Plasma levels of HMGB1 in patients with ATL
Finally, HMGB1 levels in the plasma of ATL patients were investigated. The plasma levels of HMGB1 in patients with acute ATL (n=8) tended to be higher than those in healthy donors (n=5), albeit without statistical significance (P=0.051) (Fig. 3). The mean plasma HMGB1 levels in ATL patients (134 ng/ml) were ten-fold higher than those of healthy donors (11 ng/ml). These data demonstrate that HMGB1 is markedly released in the plasma of ATL patients.
Discussion
The HTLV-I transactivator protein, Tax, is a protein of significant interest in HTLV-I pathogenesis, as it is a potent activator of a variety of transcription pathways and is in itself sufficient to immortalize T cells in vitro. Thus, it plays an important role in cellular transformation (3,4). Recently, it has been reported that Tax is involved in upregulation of HMGB1 expression by interaction with CCAAT/enhancer binding protein (11). The present study found that HMGB1 mRNA was abundantly expressed in HTLV-I-infected T-cell lines. In addition, Tax increased HMGB1 secretion in T cells. These results are consistent with those reported previously (11). Tax expression did not correlate with the upregulation of HMGB1 mRNA in HTLV-I-infected T-cell lines. However, significantly higher plasma levels of HMGB1 were noted in ATL patients with peripheral leukemic cells negative for Tax protein than in healthy donors. Thus, it may be that another factor is essential for the induction of HMGB1 expression and secretion in ATL.

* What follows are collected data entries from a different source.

//! Validation engine: evaluates an organization's active policies against a
//! task snapshot at one checkpoint and folds the results into a verdict.

use crate::policy::checkers::{self, CheckContext};
use crate::policy::domain::{denies, Checkpoint, PolicySeverity, ValidationOutcome};
use crate::policy::ports::{ActivityStore, PolicyRepository, PolicyRepositoryError};
use crate::records::domain::CampaignId;
use crate::records::ports::{RecordStore, RecordStoreError};
use crate::task::domain::Task;
use mockable::Clock;
use std::sync::Arc;
use thiserror::Error;

/// Failure of the validation call itself, as opposed to a deny verdict.
///
/// A fault means no verdict was produced; callers must not treat it as
/// either pass or fail.
#[derive(Debug, Error)]
pub enum ValidationFault {
    /// The task references a campaign that does not exist.
    #[error("campaign not found: {0}")]
    CampaignNotFound(CampaignId),

    /// Reference-data lookup failed.
    #[error(transparent)]
    Records(#[from] RecordStoreError),

    /// Policy definitions could not be loaded.
    #[error(transparent)]
    Policies(#[from] PolicyRepositoryError),
}

/// Evaluates policies for one checkpoint.
///
/// Stateless between calls: every validation loads the current active policy
/// set, so rule changes take effect on the next checkpoint without restarts.
pub struct PolicyEngine<C> {
    policies: Arc<dyn PolicyRepository>,
    records: Arc<dyn RecordStore>,
    activity: Arc<dyn ActivityStore>,
    clock: Arc<C>,
}

impl<C> PolicyEngine<C>
where
    C: Clock + Send + Sync,
{
    /// Creates an engine over the given stores.
    #[must_use]
    pub fn new(
        policies: Arc<dyn PolicyRepository>,
        records: Arc<dyn RecordStore>,
        activity: Arc<dyn ActivityStore>,
        clock: Arc<C>,
    ) -> Self {
        Self {
            policies,
            records,
            activity,
            clock,
        }
    }

    /// Validates `task` at `checkpoint`.
    ///
    /// Policies whose kind does not apply at the checkpoint are skipped; the
    /// surviving checkers run concurrently. A checker fault is logged and
    /// treated as "no opinion" so one broken rule cannot freeze an
    /// organization's entire workflow, but a store failure aborts the call.
    ///
    /// # Errors
    ///
    /// Returns [`ValidationFault`] when the campaign cannot be resolved or a
    /// store read fails.
    pub async fn validate(
        &self,
        task: &Task,
        checkpoint: Checkpoint,
    ) -> Result<ValidationOutcome, ValidationFault> {
        let now = self.clock.utc();

        let campaign = self
            .records
            .find_campaign(task.campaign_id())
            .await?
            .ok_or(ValidationFault::CampaignNotFound(task.campaign_id()))?;
        let product = match campaign.product_id() {
            Some(product_id) => self.records.find_product(product_id).await?,
            None => None,
        };

        let policies = self
            .policies
            .load_active(campaign.organization_id(), campaign.product_id())
            .await?;
        let applicable: Vec<_> = policies
            .iter()
            .filter(|policy| policy.kind().applies_at(checkpoint))
            .collect();

        let ctx = CheckContext {
            checkpoint,
            now,
            organization_id: campaign.organization_id(),
            product: product.as_ref(),
            activity: self.activity.as_ref(),
        };

        let results = futures::future::join_all(
            applicable
                .iter()
                .map(|policy| checkers::run(policy, task, &ctx)),
        )
        .await;

        let mut violations = Vec::new();
        let mut warnings = Vec::new();
        for (policy, result) in applicable.iter().zip(results) {
            match result {
                Ok(outcome) => {
                    violations.extend(outcome.violation);
                    warnings.extend(outcome.warning);
                }
                Err(fault) => {
                    tracing::warn!(
                        policy_id = %fault.policy_id,
                        policy_name = policy.name(),
                        checkpoint = %checkpoint,
                        error = %fault.message,
                        "checker fault; rule skipped for this validation",
                    );
                }
            }
        }

        let allowed = !denies(&violations);
        let feedback = feedback_summary(&violations, &warnings);
        Ok(ValidationOutcome {
            allowed,
            violations,
            warnings,
            feedback,
        })
    }
}

/// Builds the human-readable summary attached to non-clean outcomes.
fn feedback_summary(
    violations: &[crate::policy::domain::Violation],
    warnings: &[crate::policy::domain::Warning],
) -> Option<String> {
    if violations.is_empty() && warnings.is_empty() {
        return None;
    }
    let mut parts = Vec::new();
    let blocking: Vec<&str> = violations
        .iter()
        .filter(|violation| violation.severity == PolicySeverity::Block)
        .map(|violation| violation.policy_name.as_str())
        .collect();
    if !blocking.is_empty() {
        parts.push(format!("blocked by: {}", blocking.join(", ")));
    }
    let escalations = violations
        .iter()
        .filter(|violation| violation.severity == PolicySeverity::Escalate)
        .count();
    if escalations > 0 {
        parts.push(format!("{escalations} violation(s) escalated for review"));
    }
    let advisories = violations
        .iter()
        .filter(|violation| violation.severity == PolicySeverity::Warn)
        .count()
        + warnings.len();
    if advisories > 0 {
        parts.push(format!("{advisories} advisory finding(s)"));
    }
    Some(parts.join("; "))
}
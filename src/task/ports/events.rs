//! Event sink port: notifications emitted as the workflow finishes tasks.

use crate::task::domain::Task;
use async_trait::async_trait;
use serde_json::Value;
use std::sync::Arc;
use thiserror::Error;

/// Result type for event emission.
pub type EventResult<T> = Result<T, EventError>;

/// Outbound notification contract.
///
/// Emission failures are logged by the caller but never fail the workflow;
/// downstream consumers reconcile from the store.
#[async_trait]
pub trait EventSink: Send + Sync {
    /// Signals that metrics were collected and the task is evaluated.
    async fn metrics_collected(&self, task: &Task, metrics: &Value) -> EventResult<()>;
}

/// Errors returned by event sink implementations.
#[derive(Debug, Clone, Error)]
pub enum EventError {
    /// Delivery failure to the downstream consumer.
    #[error("event delivery error: {0}")]
    Delivery(Arc<dyn std::error::Error + Send + Sync>),
}

impl EventError {
    /// Wraps a delivery error.
    pub fn delivery(err: impl std::error::Error + Send + Sync + 'static) -> Self {
        Self::Delivery(Arc::new(err))
    }
}
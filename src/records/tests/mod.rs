//! Unit tests for the records context.
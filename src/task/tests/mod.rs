//! Unit tests for the task context.
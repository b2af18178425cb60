//! Heartbeat sweeps: due-task pickup and crash recovery.

use crate::in_memory::helpers::{fast_config, harness, Harness};
use chrono::{Duration, Utc};
use herald::task::domain::{Task, TaskStatus, TaskType};
use herald::task::ports::TaskRepository;
use herald::task::services::Heartbeat;
use mockable::DefaultClock;
use rstest::{fixture, rstest};
use std::sync::Arc;

#[fixture]
fn wired() -> Harness {
    harness(fast_config())
}

fn heartbeat(h: &Harness) -> Heartbeat<DefaultClock> {
    Heartbeat::new(
        Arc::new(h.tasks.clone()),
        Arc::new(h.approvals.clone()),
        h.workflow.clone(),
        Arc::new(DefaultClock),
    )
}

#[rstest]
#[tokio::test(flavor = "multi_thread")]
async fn sweep_runs_due_tasks_and_leaves_future_ones(wired: Harness) {
    let connector = wired.email_connector(false);
    let due = wired.email_task().with_connector(connector.id());
    let future = Task::new(
        wired.campaign.id(),
        TaskType::SingleEmail,
        "Autumn promo",
        Utc::now() + Duration::hours(6),
        &DefaultClock,
    )
    .expect("valid task title")
    .with_connector(connector.id());
    wired.tasks.store(&due).await.expect("store due task");
    wired.tasks.store(&future).await.expect("store future task");

    let report = heartbeat(&wired).run_once().await.expect("sweep");

    assert_eq!(report.tasks_resumed, 1);
    assert_eq!(report.approvals_expired, 0);
    let due = wired
        .tasks
        .find_by_id(due.id())
        .await
        .expect("lookup")
        .expect("task exists");
    assert_eq!(due.status(), TaskStatus::Evaluated);
    let future = wired
        .tasks
        .find_by_id(future.id())
        .await
        .expect("lookup")
        .expect("task exists");
    assert_eq!(future.status(), TaskStatus::Queued);
}

#[rstest]
#[tokio::test(flavor = "multi_thread")]
async fn sweep_over_nothing_reports_zeros(wired: Harness) {
    let report = heartbeat(&wired).run_once().await.expect("sweep");

    assert_eq!(report.approvals_expired, 0);
    assert_eq!(report.tasks_resumed, 0);
}

#[rstest]
#[tokio::test(flavor = "multi_thread")]
async fn broken_task_fails_once_instead_of_haunting_every_sweep(wired: Harness) {
    let orphan = Task::new(
        herald::records::domain::CampaignId::new(),
        TaskType::SingleEmail,
        "Orphaned promo",
        Utc::now() - Duration::hours(1),
        &DefaultClock,
    )
    .expect("valid task title");
    wired.tasks.store(&orphan).await.expect("store task");
    let sweeper = heartbeat(&wired);

    let report = sweeper.run_once().await.expect("first sweep");
    assert_eq!(report.tasks_resumed, 1);
    let stored = wired
        .tasks
        .find_by_id(orphan.id())
        .await
        .expect("lookup")
        .expect("task exists");
    assert_eq!(stored.status(), TaskStatus::Failed);

    let report = sweeper.run_once().await.expect("second sweep");
    assert_eq!(report.tasks_resumed, 0);
}

#[rstest]
#[tokio::test(flavor = "multi_thread")]
async fn sweep_is_idempotent_over_finished_work(wired: Harness) {
    let connector = wired.email_connector(false);
    let task = wired.email_task().with_connector(connector.id());
    wired.tasks.store(&task).await.expect("store task");
    let sweeper = heartbeat(&wired);
    sweeper.run_once().await.expect("first sweep");

    let report = sweeper.run_once().await.expect("second sweep");

    assert_eq!(report.tasks_resumed, 0);
    assert_eq!(wired.executor.calls(), 1);
}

While the exact function of HMGB1 protein is not clear at present, it is reported to play important roles in sustained angiogenesis, evasion of apoptosis, growth signal self-sufficiency, insensitivity to antigrowth signals, the inflammatory microenvironment, immortalization, tissue invasion and metastasis in cancer cells (10). In addition, HMGB1 is reported to promote drug resistance in osteosarcoma (21). Previous studies have also shown that endogenous HMGB1 regulates autophagy (22) and that HMGB1-induced autophagy promotes resistance to chemotherapy in leukemia cells (23). Therefore, HMGB1 appears to play important roles in malignant progression, inflammation, organ infiltration and drug resistance in HTLV-I-associated diseases, including ATL. These findings suggest that HMGB1 is a potential biomarker and therapeutic target for ATL.
In conclusion, the present study demonstrated that there are elevated plasma HMGB1 levels in patients with ATL and an abundant HMGB1 expression in HTLV-I-infected T-cell lines.
Acknowledgements
The authors thank Dr Masataka Nakamura for providing JPX-9 cells, Dr Michiyuki Maeda for providing ED-40515(−) cells and the Fujisaki Cell Center, Hayashibara Biomedical Laboratories (Okayama, Japan) for providing HuT-102, C5/MJ and MT-1 cells. The authors would also like to thank Naha City Hospital (Naha, Japan) for providing plasma samples from patients.